A media hora de navegar, y poco antes de llegar a destino, el barco rodea la costa, una especie de lengua de arena que divide aguas dulces de saladas, y se aleja unos metros para que los viajeros contemplen la panorámica perfecta: a un lado, las olas del Atlántico y al otro, las apacibles aguas del estuario. Ahora sí se entiende por qué Gunga es considerada una de las más lindas playas brasileñas.

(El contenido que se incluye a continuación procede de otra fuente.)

// Core symbol definitions
//
//  Copyright (C) 2024 wixrs contributors.
//
//  This file is part of wixrs.
//
//  This program is free software: you can redistribute it and/or modify
//  it under the terms of the GNU General Public License as published by
//  the Free Software Foundation, either version 3 of the License, or
//  (at your option) any later version.
//
//  This program is distributed in the hope that it will be useful,
//  but WITHOUT ANY WARRANTY; without even the implied warranty of
//  MERCHANTABILITY or FITNESS FOR A PARTICULAR PURPOSE.  See the
//  GNU General Public License for more details.
//
//  You should have received a copy of the GNU General Public License
//  along with this program.  If not, see <http://www.gnu.org/licenses/>.

//! Definitions of the tables understood by the core toolset.

use super::{FieldDefinition as F, FieldType::*, SymbolDefinition as D};

/// Names of core tables.
pub mod tables {
    pub const DIRECTORY: &str = "Directory";
    pub const COMPONENT: &str = "Component";
    pub const FILE: &str = "File";
    pub const FEATURE: &str = "Feature";
    pub const FEATURE_COMPONENTS: &str = "FeatureComponents";
    pub const PROPERTY: &str = "Property";
    pub const CUSTOM_ACTION: &str = "CustomAction";
    pub const BINARY: &str = "Binary";
    pub const INSTALL_EXECUTE_SEQUENCE: &str = "InstallExecuteSequence";
    pub const DIALOG: &str = "Dialog";
    pub const CONTROL: &str = "Control";
    pub const MODULE_SIGNATURE: &str = "ModuleSignature";
    pub const BUNDLE: &str = "WixBundle";
    pub const COMPONENT_GROUP: &str = "WixComponentGroup";
    pub const GROUP: &str = "WixGroup";
}

use tables::*;

/// Component attribute bit marking a 64-bit component.
pub const COMPONENT_ATTRIBUTE_64BIT: i64 = 0x100;

/// Definitions of all core tables.
pub fn core_definitions() -> Vec<D> {
    vec![
        D::new(
            DIRECTORY,
            Some("Directory"),
            vec![
                F::new("Directory_Parent", Identifier)
                    .nullable()
                    .foreign_key(DIRECTORY, 1),
                F::new("DefaultDir", LocalizableString).max_length(255),
            ],
        ),
        D::new(
            COMPONENT,
            Some("Component"),
            vec![
                F::new("ComponentId", String).nullable().max_length(38),
                F::new("Directory_", Identifier).foreign_key(DIRECTORY, 1),
                F::new("Attributes", Integer),
                F::new("Condition", Formatted).nullable(),
                F::new("KeyPath", Identifier).nullable(),
            ],
        ),
        D::new(
            FILE,
            Some("File"),
            vec![
                F::new("Component_", Identifier).foreign_key(COMPONENT, 1),
                F::new("FileName", LocalizableString).max_length(255),
                F::new("FileSize", Integer).nullable().range(0, i32::MAX as i64),
                F::new("Version", String).nullable().max_length(72),
                F::new("Language", String).nullable(),
                F::new("Attributes", Integer).nullable().range(0, 32767),
                F::new("Sequence", Integer).nullable().range(1, 32767),
                F::new("Source", Path),
            ],
        ),
        D::new(
            FEATURE,
            Some("Feature"),
            vec![
                F::new("Feature_Parent", Identifier)
                    .nullable()
                    .foreign_key(FEATURE, 1),
                F::new("Title", LocalizableString).nullable().max_length(64),
                F::new("Description", LocalizableString)
                    .nullable()
                    .max_length(255),
                F::new("Display", Integer).nullable().range(0, 32767),
                F::new("Level", Integer).range(0, 32767),
                F::new("Directory_", Identifier)
                    .nullable()
                    .foreign_key(DIRECTORY, 1),
                F::new("Attributes", Integer).nullable(),
            ],
        ),
        D::new(
            FEATURE_COMPONENTS,
            None,
            vec![
                F::new("Feature_", Identifier)
                    .primary_key()
                    .foreign_key(FEATURE, 1),
                F::new("Component_", Identifier)
                    .primary_key()
                    .foreign_key(COMPONENT, 1),
            ],
        ),
        D::new(
            PROPERTY,
            Some("Property"),
            vec![F::new("Value", LocalizableString)],
        ),
        D::new(
            CUSTOM_ACTION,
            Some("Action"),
            vec![
                F::new("Type", Integer).range(0, 32767),
                F::new("Source", String).nullable().max_length(72),
                F::new("Target", Formatted).nullable(),
            ],
        ),
        D::new(BINARY, Some("Name"), vec![F::new("Data", Path)]),
        D::new(
            INSTALL_EXECUTE_SEQUENCE,
            Some("Action"),
            vec![
                F::new("Condition", Formatted).nullable(),
                F::new("Sequence", Integer).nullable().range(-4, 32767),
                F::new("After", Identifier).nullable(),
                F::new("Before", Identifier).nullable(),
            ],
        )
        .allow_duplicates(),
        D::new(
            DIALOG,
            Some("Dialog"),
            vec![
                F::new("HCentering", Integer).range(0, 100),
                F::new("VCentering", Integer).range(0, 100),
                F::new("Width", Integer).range(0, 32767),
                F::new("Height", Integer).range(0, 32767),
                F::new("Attributes", Integer).nullable(),
                F::new("Title", LocalizableString).nullable().max_length(128),
            ],
        ),
        D::new(
            CONTROL,
            None,
            vec![
                F::new("Dialog_", Identifier)
                    .primary_key()
                    .foreign_key(DIALOG, 1),
                F::new("Control", Identifier).primary_key(),
                F::new("Type", String).max_length(20),
                F::new("X", Integer).range(0, 32767),
                F::new("Y", Integer).range(0, 32767),
                F::new("Width", Integer).range(0, 32767),
                F::new("Height", Integer).range(0, 32767),
                F::new("Attributes", Integer).nullable(),
                F::new("Text", LocalizableString).nullable(),
            ],
        ),
        D::new(
            MODULE_SIGNATURE,
            Some("ModuleID"),
            vec![
                F::new("Language", Integer).range(0, 65535),
                F::new("Version", String).max_length(32),
            ],
        ),
        D::new(
            BUNDLE,
            None,
            vec![
                F::new("Version", String),
                F::new("Name", LocalizableString).nullable(),
                F::new("Manufacturer", LocalizableString).nullable(),
                F::new("UpgradeCode", String).max_length(38),
            ],
        ),
        D::new(COMPONENT_GROUP, Some("WixComponentGroup"), Vec::new())
            .unreal(),
        D::new(
            GROUP,
            None,
            vec![
                F::new("ParentType", String),
                F::new("ParentId", Identifier),
                F::new("ChildType", String),
                F::new("ChildId", Identifier),
            ],
        )
        .unreal(),
    ]
}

Una vez que desembarcamos se presentan dos alternativas: tumbarse en la arena o ir en un paseo de buggy típicamente brasileño. Antes de hacinarnos bajo el sol de mediodía, elegimos recorrer siete kilómetros a toda velocidad y a los saltos. El destino es un sorprendente cañón de acantilados color terracota, erosionados por quince millones de años de vientos y lluvias, que resultaron en otras quince tonalidades diferentes. A sus pies, se encuentra una más de las diecisiete lagunas de Alagoas. El contraste es notable. De no subir el acantilado y mirar hacia el horizonte, creería uno que está en cualquier lugar menos en una playa. A un lado, el agua cálida y turquesa del mar, y al otro, el agua es fría y oscura como la Coca Cola. Pero hay un puesto con un hombre que vende cocos, y como no, también cerveza helada. Un buen ayuda memoria para recordar súbitamente que seguimos acá, que esto no es ningún sueño. Y que el buggy nos espera para volver a este rincón que muchos se empeñan en llamar el Caribe brasileño.